::: Input records :::

//! Posts API handlers.
//!
//! ```text
//! POST /api/posts {"writerId":1,"content":"hello"}
//! GET  /api/posts/{id}
//! PUT  /api/posts/{id} {"content":"edited"}
//! ```

use actix_web::{HttpResponse, get, post, put, web};
use chrono::{DateTime, Utc};
use serde::{Deserialize, Serialize};
use utoipa::ToSchema;

use crate::domain::{Error, Post, PostContent, PostCreate, PostId, PostUpdate, UserId};
use crate::inbound::http::ApiResult;
use crate::inbound::http::schemas::ErrorSchema;
use crate::inbound::http::state::HttpState;
use crate::inbound::http::users::UserResponse;
use crate::inbound::http::validation::{FieldName, post_field_error};

const CONTENT: FieldName = FieldName::new("content");

/// Body for `POST /api/posts`.
#[derive(Debug, Deserialize, Serialize, ToSchema)]
#[serde(rename_all = "camelCase")]
pub struct PostCreateRequest {
    /// Author's user id. Pending users may post.
    #[schema(example = 1)]
    pub writer_id: i64,
    /// Body text, never blank.
    #[schema(example = "Notes on the analytical engine")]
    pub content: String,
}

impl TryFrom<PostCreateRequest> for PostCreate {
    type Error = Error;

    fn try_from(value: PostCreateRequest) -> Result<Self, Self::Error> {
        Ok(Self {
            writer_id: UserId::new(value.writer_id),
            content: PostContent::new(value.content)
                .map_err(|err| post_field_error(CONTENT, &err))?,
        })
    }
}

/// Body for `PUT /api/posts/{id}`.
#[derive(Debug, Deserialize, Serialize, ToSchema)]
#[serde(rename_all = "camelCase")]
pub struct PostUpdateRequest {
    /// Replacement body text.
    pub content: String,
}

impl TryFrom<PostUpdateRequest> for PostUpdate {
    type Error = Error;

    fn try_from(value: PostUpdateRequest) -> Result<Self, Self::Error> {
        PostContent::new(value.content)
            .map(|content| Self { content })
            .map_err(|err| post_field_error(CONTENT, &err))
    }
}

/// A post with its writer.
#[derive(Debug, Clone, Serialize, Deserialize, ToSchema)]
#[serde(rename_all = "camelCase")]
pub struct PostResponse {
    /// Post identifier.
    #[schema(example = 1)]
    pub id: i64,
    /// Body text.
    pub content: String,
    /// Publication time.
    pub created_at: DateTime<Utc>,
    /// Latest edit; absent until the first.
    pub modified_at: Option<DateTime<Utc>>,
    /// Public view of the author.
    pub writer: UserResponse,
}

impl From<&Post> for PostResponse {
    fn from(post: &Post) -> Self {
        Self {
            id: post.id().get(),
            content: post.content().as_ref().to_owned(),
            created_at: post.created_at(),
            modified_at: post.modified_at(),
            writer: UserResponse::from(post.writer()),
        }
    }
}

/// Publish a post on behalf of an existing user.
#[utoipa::path(
    post,
    path = "/api/posts",
    request_body = PostCreateRequest,
    responses(
        (status = 201, description = "Post created", body = PostResponse),
        (status = 400, description = "Invalid request", body = ErrorSchema),
        (status = 404, description = "Writer does not exist", body = ErrorSchema)
    ),
    tags = ["posts"],
    operation_id = "createPost"
)]
#[post("/posts")]
pub async fn create_post(
    state: web::Data<HttpState>,
    payload: web::Json<PostCreateRequest>,
) -> ApiResult<HttpResponse> {
    let request = PostCreate::try_from(payload.into_inner())?;
    let post = state.posts.create(request).await?;
    Ok(HttpResponse::Created().json(PostResponse::from(&post)))
}

/// Fetch a post by id.
#[utoipa::path(
    get,
    path = "/api/posts/{id}",
    params(("id" = i64, Path, description = "Post identifier")),
    responses(
        (status = 200, description = "Post", body = PostResponse),
        (status = 404, description = "Post does not exist", body = ErrorSchema)
    ),
    tags = ["posts"],
    operation_id = "getPostById"
)]
#[get("/posts/{id}")]
pub async fn get_post(
    state: web::Data<HttpState>,
    path: web::Path<i64>,
) -> ApiResult<web::Json<PostResponse>> {
    let post = state
        .posts_query
        .get_by_id(PostId::new(path.into_inner()))
        .await?;
    Ok(web::Json(PostResponse::from(&post)))
}

/// Replace a post's content and stamp its modification time.
#[utoipa::path(
    put,
    path = "/api/posts/{id}",
    params(("id" = i64, Path, description = "Post identifier")),
    request_body = PostUpdateRequest,
    responses(
        (status = 200, description = "Updated post", body = PostResponse),
        (status = 400, description = "Invalid request", body = ErrorSchema),
        (status = 404, description = "Post does not exist", body = ErrorSchema)
    ),
    tags = ["posts"],
    operation_id = "updatePost"
)]
#[put("/posts/{id}")]
pub async fn update_post(
    state: web::Data<HttpState>,
    path: web::Path<i64>,
    payload: web::Json<PostUpdateRequest>,
) -> ApiResult<web::Json<PostResponse>> {
    let update = PostUpdate::try_from(payload.into_inner())?;
    let post = state
        .posts
        .update(PostId::new(path.into_inner()), update)
        .await?;
    Ok(web::Json(PostResponse::from(&post)))
}

/// Register the post routes.
pub fn configure(cfg: &mut web::ServiceConfig) {
    cfg.service(create_post)
        .service(get_post)
        .service(update_post);
}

:::

→ **Problem description**
Please copy every line of the material that contains the word "PostResponse".

→ **Task answer**
pub struct PostResponse {
impl From<&Post> for PostResponse {
        (status = 201, description = "Post created", body = PostResponse),
    Ok(HttpResponse::Created().json(PostResponse::from(&post)))
        (status = 200, description = "Post", body = PostResponse),
) -> ApiResult<web::Json<PostResponse>> {
    Ok(web::Json(PostResponse::from(&post)))
        (status = 200, description = "Updated post", body = PostResponse),
) -> ApiResult<web::Json<PostResponse>> {
    Ok(web::Json(PostResponse::from(&post)))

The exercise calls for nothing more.